Но и когда у обоих случаются обращения к декабристской тематике, налицо удивительный контраст: вот и Окуджава в 1966–1968 годах все время пишет о Декабрьском восстании, сначала пьесу, потом роман, потом, в семьдесят пятом, напишет «Кавалергарда», – но как это непохоже на «Петербургский романс» Галича, написанный в августе 1968 года! «Сможешь выйти на площадь?» – сурово вопрошает Галич. Кстати сказать, среди вышедших на площадь 25 августа Галича не было – демонстранты, впрочем, не посвящали его в свои планы, берегли. Но на свою площадь он вышел – не прекратил выступлений, когда намекали, не струсил, когда исключили из всех творческих союзов и расторгли все контракты.
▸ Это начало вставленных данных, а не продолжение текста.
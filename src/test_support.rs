use crate::context::CONFIG_RELATIVE_PATH;
use std::path::{Path, PathBuf};
use std::sync::{LazyLock, Mutex, MutexGuard};
use tempfile::TempDir;

static CWD_LOCK: LazyLock<Mutex<()>> = LazyLock::new(|| Mutex::new(()));

pub(crate) struct DirGuard {
    original: PathBuf,
    _lock: MutexGuard<'static, ()>,
}

impl DirGuard {
    pub(crate) fn new(new_dir: &Path) -> Self {
        // Changing the process current working directory is global and not thread-safe.
        // Lock it so tests don't race even if a #[serial] annotation is missed.
        let lock = CWD_LOCK.lock().unwrap_or_else(|poison| poison.into_inner());
        let original = std::env::current_dir().unwrap();
        std::env::set_current_dir(new_dir).unwrap();
        Self {
            original,
            _lock: lock,
        }
    }
}

impl Drop for DirGuard {
    fn drop(&mut self) {
        let _ = std::env::set_current_dir(&self.original);
    }
}

/// A temporary search root holding `acs_tests/config/acs_run_config.ini`.
pub(crate) fn create_config_tree(contents: &str) -> TempDir {
    create_config_tree_bytes(contents.as_bytes())
}

pub(crate) fn create_config_tree_bytes(contents: &[u8]) -> TempDir {
    let temp_dir = TempDir::new().unwrap();
    let path = temp_dir.path().join(CONFIG_RELATIVE_PATH);
    std::fs::create_dir_all(path.parent().unwrap()).unwrap();
    std::fs::write(&path, contents).unwrap();
    temp_dir
}

/// A config covering every domain.
pub(crate) const FULL_CONFIG: &str = "\
[AUTOMATION]
config_enabled_for_automation_run = true

[BSA]
automation_bsa_run = true
bsa_modules = pcie
bsa_tests = 1,2,3

[SBSA]
automation_sbsa_run = false
sbsa_level = 4

[SCT]
automation_sct_run = true
sct_ui_mode = false
sct_sequence_file = SR.seq

[BBSR_SCT]
automation_bbsr_sct_run = true
bbsr_sct_sequence_file = BBSR.seq

[SCRT]
automation_scrt_run = false
";
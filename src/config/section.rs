//! Line scanning: section extraction, line normalization and key/value
//! splitting.
//!
//! Everything here borrows from the raw config text; nothing allocates.

use super::types::{DomainSchema, SectionBoundary};
use std::str::Lines;

/// Trim leading and trailing ASCII spaces and tabs.
///
/// An empty result marks a line to skip.
pub fn normalize_line(line: &str) -> &str {
    line.trim_matches(|c| c == ' ' || c == '\t')
}

/// Whether a normalized line is a `[...]` section header.
pub fn is_header(line: &str) -> bool {
    line.len() >= 2 && line.starts_with('[') && line.ends_with(']')
}

/// Split a normalized line at the first `=`.
///
/// Returns `None` when there is no `=`, or when the key or the value is
/// empty after trimming.
pub fn split_key_value(line: &str) -> Option<(&str, &str)> {
    let (key, value) = line.split_once('=')?;
    let key = normalize_line(key);
    let value = normalize_line(value);
    if key.is_empty() || value.is_empty() {
        return None;
    }
    Some((key, value))
}

/// How a section's start is recognized and when it ends.
#[derive(Debug, Clone, Copy)]
enum Scope<'a> {
    /// Opens at a trimmed line equal to any of the headers, closes at
    /// any other header.
    Strict(&'a [&'a str]),
    /// Opens at a raw line starting with the prefix and never closes.
    Legacy(&'a str),
}

/// Lazy iterator over the normalized, non-blank lines of one section.
///
/// Header lines that open the section are consumed, never yielded. The
/// iterator is a pure function of its inputs, so building a new one
/// restarts the scan.
#[derive(Debug, Clone)]
pub struct SectionLines<'a> {
    lines: Lines<'a>,
    scope: Scope<'a>,
    inside: bool,
}

impl<'a> SectionLines<'a> {
    /// Lines under any of `headers`, up to the next other header.
    pub fn strict(text: &'a str, headers: &'a [&'a str]) -> Self {
        Self::with_scope(text, Scope::Strict(headers))
    }

    /// Every line after the first raw line beginning with `prefix`.
    ///
    /// The prefix is compared before trimming, so an indented header does
    /// not open the section.
    pub fn legacy(text: &'a str, prefix: &'a str) -> Self {
        Self::with_scope(text, Scope::Legacy(prefix))
    }

    /// The scan a schema asks for under the given boundary policy.
    pub fn for_schema(text: &'a str, schema: &'a DomainSchema, boundary: SectionBoundary) -> Self {
        match boundary {
            SectionBoundary::Strict => Self::strict(text, schema.headers),
            SectionBoundary::Legacy => Self::legacy(text, schema.legacy_prefix),
        }
    }

    fn with_scope(text: &'a str, scope: Scope<'a>) -> Self {
        Self {
            lines: text.lines(),
            scope,
            inside: false,
        }
    }
}

impl<'a> Iterator for SectionLines<'a> {
    type Item = &'a str;

    fn next(&mut self) -> Option<&'a str> {
        for raw in self.lines.by_ref() {
            if let Scope::Legacy(prefix) = self.scope
                && !self.inside
            {
                self.inside = raw.starts_with(prefix);
                continue;
            }

            let line = normalize_line(raw);
            if line.is_empty() {
                continue;
            }

            if let Scope::Strict(headers) = self.scope
                && is_header(line)
            {
                self.inside = headers.contains(&line);
                continue;
            }

            if self.inside {
                return Some(line);
            }
        }
        None
    }
}

/// Key/value pairs of one domain's section, in file order.
pub fn section_pairs<'a>(
    text: &'a str,
    schema: &'a DomainSchema,
    boundary: SectionBoundary,
) -> impl Iterator<Item = (&'a str, &'a str)> + 'a {
    SectionLines::for_schema(text, schema, boundary).filter_map(split_key_value)
}

#[cfg(test)]
mod tests {
    use super::*;
    use crate::config::Domain;

    #[test]
    fn normalize_strips_spaces_and_tabs() {
        assert_eq!(normalize_line("  \tkey = value\t "), "key = value");
        assert_eq!(normalize_line("\t \t"), "");
        assert_eq!(normalize_line("plain"), "plain");
    }

    #[test]
    fn normalize_is_idempotent() {
        for line in ["  a = b  ", "\t[BSA]", "", "x", " = ", "\tbsa_tests = 1,2\t"] {
            let once = normalize_line(line);
            assert_eq!(normalize_line(once), once);
        }
    }

    #[test]
    fn normalize_keeps_other_whitespace() {
        // Only spaces and tabs are trimmed.
        assert_eq!(normalize_line("value\u{b}"), "value\u{b}");
    }

    #[test]
    fn header_detection() {
        assert!(is_header("[BSA]"));
        assert!(is_header("[]"));
        assert!(!is_header("["));
        assert!(!is_header("]"));
        assert!(!is_header("[BSA"));
        assert!(!is_header("key = [x]y"));
    }

    #[test]
    fn split_at_first_equals() {
        assert_eq!(split_key_value("a = b = c"), Some(("a", "b = c")));
        assert_eq!(split_key_value("bsa_tests=1,2,3"), Some(("bsa_tests", "1,2,3")));
        assert_eq!(
            split_key_value("bsa_modules \t=\t pcie "),
            Some(("bsa_modules", "pcie"))
        );
    }

    #[test]
    fn split_without_equals_yields_nothing() {
        assert_eq!(split_key_value("no equals sign here"), None);
        assert_eq!(split_key_value("[BSA]"), None);
    }

    #[test]
    fn split_drops_empty_value_or_key() {
        assert_eq!(split_key_value("bsa_skip ="), None);
        assert_eq!(split_key_value("bsa_skip =   \t"), None);
        assert_eq!(split_key_value("= value"), None);
    }

    #[test]
    fn section_lines_are_restricted_to_the_section() {
        let text = "a = 1\n[BSA]\nb = 2\n\n   \nc = 3\n[SBSA]\nd = 4\n";
        let lines: Vec<_> = SectionLines::strict(text, &["[BSA]"]).collect();
        assert_eq!(lines, vec!["b = 2", "c = 3"]);
    }

    #[test]
    fn legacy_boundary_never_closes() {
        let text = "a = 1\n[BSA]\nb = 2\n[SBSA]\nd = 4\n";
        let lines: Vec<_> = SectionLines::legacy(text, "[BSA]").collect();
        assert_eq!(lines, vec!["b = 2", "[SBSA]", "d = 4"]);
    }

    #[test]
    fn repeated_header_reopens_section() {
        let text = "[BSA]\nb = 2\n[SCT]\ns = 1\n[BSA]\nc = 3\n";
        let lines: Vec<_> = SectionLines::strict(text, &["[BSA]"]).collect();
        assert_eq!(lines, vec!["b = 2", "c = 3"]);
    }

    #[test]
    fn indented_header_is_recognized() {
        let text = "  [BSA]  \nb = 2\n";
        let lines: Vec<_> = SectionLines::strict(text, &["[BSA]"]).collect();
        assert_eq!(lines, vec!["b = 2"]);
    }

    #[test]
    fn header_with_shared_prefix_does_not_match() {
        let text = "[BSA_EXTRA]\nb = 2\n[SBSA]\nc = 3\n";
        let lines: Vec<_> = SectionLines::strict(text, &["[BSA]"]).collect();
        assert!(lines.is_empty());
    }

    #[test]
    fn crlf_line_endings() {
        let text = "[SCT]\r\nsct_ui_mode = true\r\n";
        let pairs: Vec<_> = section_pairs(text, Domain::Sct.schema(), SectionBoundary::Strict).collect();
        assert_eq!(pairs, vec![("sct_ui_mode", "true")]);
    }

    #[test]
    fn missing_trailing_newline_is_normal_termination() {
        let text = "[BSA]\nbsa_modules = pcie";
        let pairs: Vec<_> = section_pairs(text, Domain::Bsa.schema(), SectionBoundary::Strict).collect();
        assert_eq!(pairs, vec![("bsa_modules", "pcie")]);
    }

    #[test]
    fn section_scan_is_restartable() {
        let text = "[BSA]\na = 1\n";
        let first: Vec<_> = section_pairs(text, Domain::Bsa.schema(), SectionBoundary::Strict).collect();
        let second: Vec<_> = section_pairs(text, Domain::Bsa.schema(), SectionBoundary::Strict).collect();
        assert_eq!(first, second);
    }

    #[test]
    fn strict_accepts_any_listed_header() {
        let text = "[AUTOMATION]\na = 1\n[BSA]\nb = 2\n[SCRT]\nc = 3\n";
        let lines: Vec<_> = SectionLines::strict(text, &["[AUTOMATION]", "[SCRT]"]).collect();
        assert_eq!(lines, vec!["a = 1", "c = 3"]);
    }

    #[test]
    fn legacy_matches_raw_line_prefix() {
        let text = "[AUTOMATION_EXTRA]\na = 1\n";
        let lines: Vec<_> = SectionLines::legacy(text, "[AUTO").collect();
        assert_eq!(lines, vec!["a = 1"]);

        let text = "[BBSR_SCT]\nb = 2\n";
        let lines: Vec<_> = SectionLines::legacy(text, "[BBSR").collect();
        assert_eq!(lines, vec!["b = 2"]);
    }

    #[test]
    fn legacy_ignores_indented_header() {
        let text = "  [BSA]\nb = 2\n";
        let lines: Vec<_> = SectionLines::legacy(text, "[BSA]").collect();
        assert!(lines.is_empty());
    }

    #[test]
    fn for_schema_picks_scan_by_boundary() {
        let text = "[BSA_EXTRA]\nb = 2\n";
        let schema = Domain::Bsa.schema();
        assert_eq!(
            SectionLines::for_schema(text, schema, SectionBoundary::Strict).count(),
            0
        );
        // The firmware compares only the first five characters.
        assert_eq!(
            SectionLines::for_schema(text, schema, SectionBoundary::Legacy).collect::<Vec<_>>(),
            vec!["b = 2"]
        );
    }
}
Так что моральное право на грозный пафос он имел – хоть и разошелся здесь с собственной декларацией «А бойтесь единственно только того, кто скажет „Я знаю, как надо“». В конце шестидесятых он уже знал, как надо, и строго судил конформистов, агностиков от политики, релятивистов, недостаточно решительных и не определившихся. С его точки зрения, любой компромисс с властью означает потерю лица – позиция естественная для человека, по которому государство уже палит прицельно; в такой позиции любого, кому легче, будешь считать предателем.